4. In how many ways can 7 people be seated in a row of chairs if two of the people, Wilma and Paul, refuse to sit next to each other?

[ I learned  this trick from Melody......]

Let us consider the number of arrangements where Wilma  and Paul are sitting together

We can seat them in any of 6 positions and arrange the other people in 5! ways......but.....we can also arrange Wilma and Paul in two different ways in each of the 6 positions.....so.......the total arrangements where they sit together = 6 * 2 * 5!  =  1440 ways

And the total number of ways to seat all 7 people = 7!  = 5040 ways

So.......the total number of ways to seat all 7 people  minus the arrangements where Wilma and Paul sit togeher  = the number of arrangements where they don't sit together

5040 - 1440  =  3600 arrangements where they are not sitting together.......

1. How many 4-letter words with at least one vowel can be constructed from the letters A,B,C,D, and E?
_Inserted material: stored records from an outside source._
//! Response body output with optional chunked transfer encoding.
//!
//! [`ChunkedOutputStream`] wraps the connection's byte sink. When it is
//! created it inspects the response once and decides whether the body is
//! framed as `<hex-len>\r\n<payload>\r\n` chunks or passed straight through.
//! That decision is frozen as soon as the first byte goes out.

use crate::logging::trace;
use crate::{Error, Request, Response, Result};
use bytes::{BufMut, BytesMut};
use tokio::io::{AsyncWrite, AsyncWriteExt};

/// Terminal zero-length chunk
const LAST_CHUNK: &[u8] = b"0\r\n\r\n";

/// Byte sink for one response body.
pub struct ChunkedOutputStream<W> {
    inner: W,
    use_chunking: bool,
    write_content: bool,
    suspended: bool,
    written: bool,
    frame: BytesMut,
}

impl<W: AsyncWrite + Unpin> ChunkedOutputStream<W> {
    /// Wrap `inner` for the given request/response pair.
    ///
    /// Sets `Transfer-Encoding: chunked` on the response when chunking is
    /// chosen, or `Connection: close` when the body would need chunking but
    /// the transport forbids it.
    pub fn new(inner: W, req: &Request, res: &mut Response) -> Self {
        let mut stream = Self {
            inner,
            use_chunking: false,
            write_content: !req.is_head(),
            suspended: res.is_suspended(),
            written: false,
            frame: BytesMut::with_capacity(256),
        };
        stream.decide(res);
        stream
    }

    /// Re-evaluate chunking against the current response state.
    ///
    /// Has no effect once any byte has been written.
    pub fn check_chunking(&mut self, req: &Request, res: &mut Response) {
        if self.written {
            return;
        }
        self.write_content = !req.is_head();
        self.suspended = res.is_suspended();
        self.decide(res);
    }

    fn decide(&mut self, res: &mut Response) {
        let mut use_chunking =
            !res.is_committed() && res.content_length().is_none() && res.status != 304;

        if use_chunking && !res.is_chunking_allowed() {
            res.set_header("Connection", "close");
            res.set_closing(true);
        }
        use_chunking = use_chunking && !res.is_closing();

        if use_chunking {
            res.set_header("Transfer-Encoding", "chunked");
        } else if res.is_chunking_allowed() {
            res.remove_header("Transfer-Encoding");
        }

        trace!(
            use_chunking,
            write_content = self.write_content,
            status = res.status,
            "Chunking decision"
        );
        self.use_chunking = use_chunking;
    }

    /// Whether output is framed as chunks
    pub fn use_chunking(&self) -> bool {
        self.use_chunking
    }

    /// False for HEAD requests; nothing from the body reaches the sink
    pub fn write_content(&self) -> bool {
        self.write_content
    }

    /// Suspend or resume output. Writes while suspended are dropped.
    pub fn set_suspended(&mut self, suspended: bool) {
        self.suspended = suspended;
    }

    pub fn is_suspended(&self) -> bool {
        self.suspended
    }

    /// Write a slice of body bytes.
    pub async fn write(&mut self, bytes: &[u8]) -> Result<()> {
        if self.suspended || !self.write_content || bytes.is_empty() {
            return Ok(());
        }
        self.written = true;

        if !self.use_chunking {
            self.inner.write_all(bytes).await?;
            return Ok(());
        }

        self.frame.clear();
        self.frame.reserve(bytes.len() + 20);
        self.frame.put_slice(format!("{:x}\r\n", bytes.len()).as_bytes());
        self.frame.put_slice(bytes);
        self.frame.put_slice(b"\r\n");
        self.inner.write_all(&self.frame).await?;
        Ok(())
    }

    /// Write a single body byte.
    pub async fn write_byte(&mut self, byte: u8) -> Result<()> {
        self.write(&[byte]).await
    }

    /// Flush the underlying sink.
    pub async fn flush(&mut self) -> Result<()> {
        self.inner.flush().await?;
        Ok(())
    }

    /// Finish the body and hand back the underlying sink.
    ///
    /// Emits the terminal chunk when chunking is active. Fails with
    /// [`Error::StreamSuspended`] if output is suspended.
    pub async fn close(mut self) -> Result<W> {
        if self.suspended {
            return Err(Error::StreamSuspended);
        }
        if self.use_chunking && self.write_content {
            self.inner.write_all(LAST_CHUNK).await?;
        }
        self.inner.flush().await?;
        Ok(self.inner)
    }

    /// Access the underlying sink
    pub fn get_ref(&self) -> &W {
        &self.inner
    }

    pub fn get_mut(&mut self) -> &mut W {
        &mut self.inner
    }
}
Assuming that we can have "non-sense" words

We could have  a word with an "A"  and this letter could appear in any of 4 positions......and we could choose any of the other three consonants to occupy a second positon, then any two of the consonants to occupy a third position, and the last consonant would appear in the last position by default.......so we have

4 * 3 * 2 *1  =      24 words using just the A  and the other three consonants

The same result would occur if we just used the "E" and the other three consonants

If we used the "A"  and the "E," we would have 24 words using any two of the other consonants......but, we could choose any 2 of the 3 remaining consonants.....so   the total "words"   would be  24 * (3C2)  = 24 * 3  =  72

So....the total number of words would  be 24 + 24 + 72  =  120 "words"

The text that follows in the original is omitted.